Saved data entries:
►
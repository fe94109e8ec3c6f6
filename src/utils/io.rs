//! File I/O primitives with consistent error handling.
//!
//! Every failure becomes `internal.io_error` with the caller's operation
//! name as context.

use crate::error::{Error, Result};
use std::fs;
use std::path::Path;

fn io_error(err: std::io::Error, operation: &str) -> Error {
    Error::internal_io(err.to_string(), Some(operation.to_string()))
}

pub fn read_file(path: &Path, operation: &str) -> Result<String> {
    fs::read_to_string(path).map_err(|e| io_error(e, operation))
}

pub fn write_file(path: &Path, content: &str, operation: &str) -> Result<()> {
    fs::write(path, content).map_err(|e| io_error(e, operation))
}

/// Create `dir` and any missing parents.
pub fn ensure_dir(dir: &Path, operation: &str) -> Result<()> {
    fs::create_dir_all(dir).map_err(|e| io_error(e, operation))
}

/// Write to a sibling `.tmp` file, then rename over `path`. Readers see
/// either the old content or the new content.
pub fn write_file_atomic(path: &Path, content: &str, operation: &str) -> Result<()> {
    let (parent, filename) = match (path.parent(), path.file_name()) {
        (Some(parent), Some(filename)) => (parent, filename),
        _ => {
            return Err(Error::internal_io(
                format!("Invalid path: {}", path.display()),
                Some(operation.to_string()),
            ))
        }
    };

    let tmp_path = parent.join(format!("{}.tmp", filename.to_string_lossy()));
    fs::write(&tmp_path, content)
        .map_err(|e| io_error(e, &format!("{} (write temp)", operation)))?;
    fs::rename(&tmp_path, path).map_err(|e| io_error(e, &format!("{} (rename)", operation)))
}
◄
What is required: Every piece of the data must be set down exactly. Omit nothing.

Output of the task:
repository fe94109e8ec3c6f6
filename src/utils/io.rs
//! File I/O primitives with consistent error handling.
//!
//! Every failure becomes `internal.io_error` with the caller's operation
//! name as context.

use crate::error::{Error, Result};
use std::fs;
use std::path::Path;

fn io_error(err: std::io::Error, operation: &str) -> Error {
    Error::internal_io(err.to_string(), Some(operation.to_string()))
}

pub fn read_file(path: &Path, operation: &str) -> Result<String> {
    fs::read_to_string(path).map_err(|e| io_error(e, operation))
}

pub fn write_file(path: &Path, content: &str, operation: &str) -> Result<()> {
    fs::write(path, content).map_err(|e| io_error(e, operation))
}

/// Create `dir` and any missing parents.
pub fn ensure_dir(dir: &Path, operation: &str) -> Result<()> {
    fs::create_dir_all(dir).map_err(|e| io_error(e, operation))
}

/// Write to a sibling `.tmp` file, then rename over `path`. Readers see
/// either the old content or the new content.
pub fn write_file_atomic(path: &Path, content: &str, operation: &str) -> Result<()> {
    let (parent, filename) = match (path.parent(), path.file_name()) {
        (Some(parent), Some(filename)) => (parent, filename),
        _ => {
            return Err(Error::internal_io(
                format!("Invalid path: {}", path.display()),
                Some(operation.to_string()),
            ))
        }
    };

    let tmp_path = parent.join(format!("{}.tmp", filename.to_string_lossy()));
    fs::write(&tmp_path, content)
        .map_err(|e| io_error(e, &format!("{} (write temp)", operation)))?;
    fs::rename(&tmp_path, path).map_err(|e| io_error(e, &format!("{} (rename)", operation)))
}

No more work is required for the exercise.